Every day we are exposed to a wide range of potentially harmful microorganisms – such as colds, flu and even COVID. But our immune system—the network of complex pathways in our body—helps protect us from these microorganisms and other potential diseases. Basically, it recognizes foreign invaders like viruses and bacteria and immediately takes action to defend us.
Humans have two types of immunity: innate and adaptive. Innate immunity is the body’s first line of defense, consisting primarily of physical barriers (such as the skin) and secretions—including mucus, stomach acid, and enzymes in saliva and sweat—that prevent microorganisms from entering the body. It also consists of cells that attack any foreign invaders entering the body.

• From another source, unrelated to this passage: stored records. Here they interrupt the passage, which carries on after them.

use crate::tests::{EnvGuard, setup_config_dir};
use crate::{ClientConfig, Config};

use std::time::Duration;

use googletest::assert_that;
use googletest::prelude::{anything, contains_substring, eq, err, none, ok, some};
use serial_test::serial;

// =========================================================================
// Validation Tests - Client
// =========================================================================

#[test]
#[serial]
fn given_base_url_without_scheme_when_validate_then_error() {
    // Given
    let _temp = setup_config_dir();
    let _url = EnvGuard::set("AIHUB_BASE_URL", "127.0.0.1:8000");

    // When
    let config = Config::load().unwrap();
    let result = config.validate();

    // Then
    assert_that!(result, err(anything()));
    let err_msg = format!("{}", result.unwrap_err());
    assert_that!(err_msg, contains_substring("Invalid [client] setting: base_url"));
}

#[test]
#[serial]
fn given_https_base_url_when_validate_then_ok() {
    // Given
    let _temp = setup_config_dir();
    let _url = EnvGuard::set("AIHUB_BASE_URL", "https://auth.example.com");

    // When
    let config = Config::load().unwrap();
    let result = config.validate();

    // Then
    assert_that!(result, ok(anything()));
}

#[test]
fn given_timeout_above_max_when_validate_then_error() {
    let config = ClientConfig {
        request_timeout_secs: crate::MAX_REQUEST_TIMEOUT_SECS + 1,
        ..ClientConfig::default()
    };

    assert_that!(config.validate(), err(anything()));
}

#[test]
fn given_zero_timeout_when_request_timeout_then_none() {
    let config = ClientConfig::default();

    assert_that!(config.request_timeout(), none());
}

#[test]
fn given_nonzero_timeout_when_request_timeout_then_duration() {
    let config = ClientConfig {
        request_timeout_secs: 5,
        ..ClientConfig::default()
    };

    assert_that!(config.request_timeout(), some(eq(Duration::from_secs(5))));
}
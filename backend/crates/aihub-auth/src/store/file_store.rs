//! JSON-file backed store.
//!
//! The file holds a single JSON object mapping keys to string values. Every
//! operation re-reads the file, so values written by a previous process are
//! visible until cleared. Writes go to a sibling temp file that is renamed
//! over the original, so a crash mid-write leaves the old contents intact.

use crate::{KeyValueStore, StoreError, StoreErrorResult};

use std::io::Write;
use std::path::{Path, PathBuf};
use std::sync::Mutex;

use serde_json::{Map, Value};
use tempfile::NamedTempFile;

#[derive(Debug)]
pub struct FileStore {
    path: PathBuf,
    // Serializes read-modify-write cycles within this process
    write_lock: Mutex<()>,
}

impl FileStore {
    pub fn new<P: Into<PathBuf>>(path: P) -> Self {
        Self {
            path: path.into(),
            write_lock: Mutex::new(()),
        }
    }

    fn read_map(&self) -> StoreErrorResult<Map<String, Value>> {
        if !self.path.exists() {
            return Ok(Map::new());
        }

        let contents =
            std::fs::read_to_string(&self.path).map_err(|e| StoreError::io(&self.path, e))?;

        if contents.trim().is_empty() {
            return Ok(Map::new());
        }

        serde_json::from_str(&contents).map_err(|e| StoreError::corrupt(&self.path, e))
    }

    /// Like `read_map`, but a corrupt file is discarded so writes can recover.
    fn read_map_for_write(&self) -> StoreErrorResult<Map<String, Value>> {
        match self.read_map() {
            Err(e @ StoreError::Corrupt { .. }) => {
                log::warn!("Discarding corrupt store file: {}", e);
                Ok(Map::new())
            }
            other => other,
        }
    }

    fn dir(&self) -> &Path {
        match self.path.parent() {
            Some(dir) if !dir.as_os_str().is_empty() => dir,
            _ => Path::new("."),
        }
    }

    fn write_map(&self, map: &Map<String, Value>) -> StoreErrorResult<()> {
        let dir = self.dir();
        if !dir.exists() {
            std::fs::create_dir_all(dir).map_err(|e| StoreError::io(dir, e))?;
        }

        let contents =
            serde_json::to_vec_pretty(map).map_err(|e| StoreError::corrupt(&self.path, e))?;

        let mut staged = NamedTempFile::new_in(dir).map_err(|e| StoreError::io(dir, e))?;
        staged
            .write_all(&contents)
            .and_then(|()| staged.as_file().sync_all())
            .map_err(|e| StoreError::io(staged.path(), e))?;
        staged
            .persist(&self.path)
            .map_err(|e| StoreError::io(&self.path, e.error))?;

        Ok(())
    }
}

impl KeyValueStore for FileStore {
    fn get(&self, key: &str) -> StoreErrorResult<Option<String>> {
        let map = self.read_map()?;
        Ok(map.get(key).and_then(Value::as_str).map(String::from))
    }

    fn set(&self, key: &str, value: &str) -> StoreErrorResult<()> {
        let _guard = self.write_lock.lock().map_err(|_| StoreError::poisoned())?;
        let mut map = self.read_map_for_write()?;
        map.insert(key.to_string(), Value::String(value.to_string()));
        self.write_map(&map)
    }

    fn clear(&self, key: &str) -> StoreErrorResult<()> {
        let _guard = self.write_lock.lock().map_err(|_| StoreError::poisoned())?;
        let mut map = self.read_map_for_write()?;
        if map.remove(key).is_some() {
            self.write_map(&map)?;
        }
        Ok(())
    }
}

Adaptive immunity is a system that learns to recognize a pathogen. It is regulated by cells and organs in our body such as the spleen, thymus, bone marrow and lymph nodes. When a foreign substance enters the body, these cells and organs make antibodies and multiply immune cells specific to this harmful substance to attack and destroy it. They also remember the pathogen for future reference.
There are many things we can do to support our immune system and even improve its function. Simple changes in your diet and lifestyle can play a big role in avoiding disease.
We are what we eat
The nutrients we get from the foods in our diet play a key role in building and maintaining our immune system.
Take the amino acid arginine for example. This is necessary for the formation of nitric oxide in immune cells, which is an important defense molecule against organisms. Vitamin A and zinc are crucial for the rapid reproduction of immune cells. Vitamin C contributes to immune defense by supporting the cellular functions of both immune systems. Similarly, vitamin E has been shown to enhance immune responses in animals and humans and provide protection against several infectious diseases such as influenza, COVID, and the common cold.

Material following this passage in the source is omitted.